[[ Records for the exercise open ]]

//! `${ENV_VAR}` interpolation over a parsed config tree.
//!
//! Runs once at load time. Only string values that are exactly `${NAME}`
//! are substituted; anything else, including unset variables, stays literal.

use toml::Value;

/// Resolve every exact `${NAME}` string in the tree from the process environment.
pub fn interpolate(value: Value) -> Value {
    interpolate_with(value, &|name| std::env::var(name).ok())
}

/// Same as [`interpolate`] with a custom variable lookup.
pub fn interpolate_with(value: Value, lookup: &dyn Fn(&str) -> Option<String>) -> Value {
    match value {
        Value::String(s) => Value::String(resolve(&s, lookup).unwrap_or(s)),
        Value::Array(items) => Value::Array(
            items
                .into_iter()
                .map(|item| interpolate_with(item, lookup))
                .collect(),
        ),
        Value::Table(table) => Value::Table(
            table
                .into_iter()
                .map(|(k, v)| (k, interpolate_with(v, lookup)))
                .collect(),
        ),
        other => other,
    }
}

/// Variable name of an exact `${NAME}` reference.
pub fn var_name(value: &str) -> Option<&str> {
    let name = value.strip_prefix("${")?.strip_suffix('}')?;
    if name.is_empty() || name.contains(|c| matches!(c, '$' | '{' | '}')) {
        return None;
    }
    Some(name)
}

fn resolve(value: &str, lookup: &dyn Fn(&str) -> Option<String>) -> Option<String> {
    var_name(value).and_then(lookup)
}

#[cfg(test)]
mod tests {
    use super::*;

    fn lookup(name: &str) -> Option<String> {
        match name {
            "API_KEY" => Some("sk-test".to_string()),
            "REGION" => Some("eu-central-1".to_string()),
            _ => None,
        }
    }

    fn expand(src: &str) -> Value {
        let table: toml::Table = toml::from_str(src).unwrap();
        interpolate_with(Value::Table(table), &lookup)
    }

    #[test]
    fn test_exact_reference_is_resolved() {
        let value = expand(r#"key = "${API_KEY}""#);
        assert_eq!(value["key"].as_str(), Some("sk-test"));
    }

    #[test]
    fn test_unset_variable_stays_literal() {
        let value = expand(r#"key = "${NOT_SET_ANYWHERE}""#);
        assert_eq!(value["key"].as_str(), Some("${NOT_SET_ANYWHERE}"));
    }

    #[test]
    fn test_partial_tokens_stay_literal() {
        let value = expand(
            r#"
            prefixed = "Bearer ${API_KEY}"
            unterminated = "${API_KEY"
            empty = "${}"
            nested = "${${API_KEY}}"
            "#,
        );
        assert_eq!(value["prefixed"].as_str(), Some("Bearer ${API_KEY}"));
        assert_eq!(value["unterminated"].as_str(), Some("${API_KEY"));
        assert_eq!(value["empty"].as_str(), Some("${}"));
        assert_eq!(value["nested"].as_str(), Some("${${API_KEY}}"));
    }

    #[test]
    fn test_nested_tables_and_arrays() {
        let value = expand(
            r#"
            regions = ["${REGION}", "us-east-1"]
            [providers.bedrock]
            aws_region = "${REGION}"
            max_tokens = 10
            "#,
        );
        assert_eq!(value["regions"][0].as_str(), Some("eu-central-1"));
        assert_eq!(value["regions"][1].as_str(), Some("us-east-1"));
        assert_eq!(
            value["providers"]["bedrock"]["aws_region"].as_str(),
            Some("eu-central-1")
        );
        assert_eq!(value["providers"]["bedrock"]["max_tokens"].as_integer(), Some(10));
    }

    #[test]
    fn test_var_name() {
        assert_eq!(var_name("${HOME}"), Some("HOME"));
        assert_eq!(var_name("HOME"), None);
        assert_eq!(var_name("${}"), None);
    }
}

[[ Records for the exercise closed ]]

Please return the data above exactly as given.

//! `${ENV_VAR}` interpolation over a parsed config tree.
//!
//! Runs once at load time. Only string values that are exactly `${NAME}`
//! are substituted; anything else, including unset variables, stays literal.

use toml::Value;

/// Resolve every exact `${NAME}` string in the tree from the process environment.
pub fn interpolate(value: Value) -> Value {
    interpolate_with(value, &|name| std::env::var(name).ok())
}

/// Same as [`interpolate`] with a custom variable lookup.
pub fn interpolate_with(value: Value, lookup: &dyn Fn(&str) -> Option<String>) -> Value {
    match value {
        Value::String(s) => Value::String(resolve(&s, lookup).unwrap_or(s)),
        Value::Array(items) => Value::Array(
            items
                .into_iter()
                .map(|item| interpolate_with(item, lookup))
                .collect(),
        ),
        Value::Table(table) => Value::Table(
            table
                .into_iter()
                .map(|(k, v)| (k, interpolate_with(v, lookup)))
                .collect(),
        ),
        other => other,
    }
}

/// Variable name of an exact `${NAME}` reference.
pub fn var_name(value: &str) -> Option<&str> {
    let name = value.strip_prefix("${")?.strip_suffix('}')?;
    if name.is_empty() || name.contains(|c| matches!(c, '$' | '{' | '}')) {
        return None;
    }
    Some(name)
}

fn resolve(value: &str, lookup: &dyn Fn(&str) -> Option<String>) -> Option<String> {
    var_name(value).and_then(lookup)
}

#[cfg(test)]
mod tests {
    use super::*;

    fn lookup(name: &str) -> Option<String> {
        match name {
            "API_KEY" => Some("sk-test".to_string()),
            "REGION" => Some("eu-central-1".to_string()),
            _ => None,
        }
    }

    fn expand(src: &str) -> Value {
        let table: toml::Table = toml::from_str(src).unwrap();
        interpolate_with(Value::Table(table), &lookup)
    }

    #[test]
    fn test_exact_reference_is_resolved() {
        let value = expand(r#"key = "${API_KEY}""#);
        assert_eq!(value["key"].as_str(), Some("sk-test"));
    }

    #[test]
    fn test_unset_variable_stays_literal() {
        let value = expand(r#"key = "${NOT_SET_ANYWHERE}""#);
        assert_eq!(value["key"].as_str(), Some("${NOT_SET_ANYWHERE}"));
    }

    #[test]
    fn test_partial_tokens_stay_literal() {
        let value = expand(
            r#"
            prefixed = "Bearer ${API_KEY}"
            unterminated = "${API_KEY"
            empty = "${}"
            nested = "${${API_KEY}}"
            "#,
        );
        assert_eq!(value["prefixed"].as_str(), Some("Bearer ${API_KEY}"));
        assert_eq!(value["unterminated"].as_str(), Some("${API_KEY"));
        assert_eq!(value["empty"].as_str(), Some("${}"));
        assert_eq!(value["nested"].as_str(), Some("${${API_KEY}}"));
    }

    #[test]
    fn test_nested_tables_and_arrays() {
        let value = expand(
            r#"
            regions = ["${REGION}", "us-east-1"]
            [providers.bedrock]
            aws_region = "${REGION}"
            max_tokens = 10
            "#,
        );
        assert_eq!(value["regions"][0].as_str(), Some("eu-central-1"));
        assert_eq!(value["regions"][1].as_str(), Some("us-east-1"));
        assert_eq!(
            value["providers"]["bedrock"]["aws_region"].as_str(),
            Some("eu-central-1")
        );
        assert_eq!(value["providers"]["bedrock"]["max_tokens"].as_integer(), Some(10));
    }

    #[test]
    fn test_var_name() {
        assert_eq!(var_name("${HOME}"), Some("HOME"));
        assert_eq!(var_name("HOME"), None);
        assert_eq!(var_name("${}"), None);
    }
}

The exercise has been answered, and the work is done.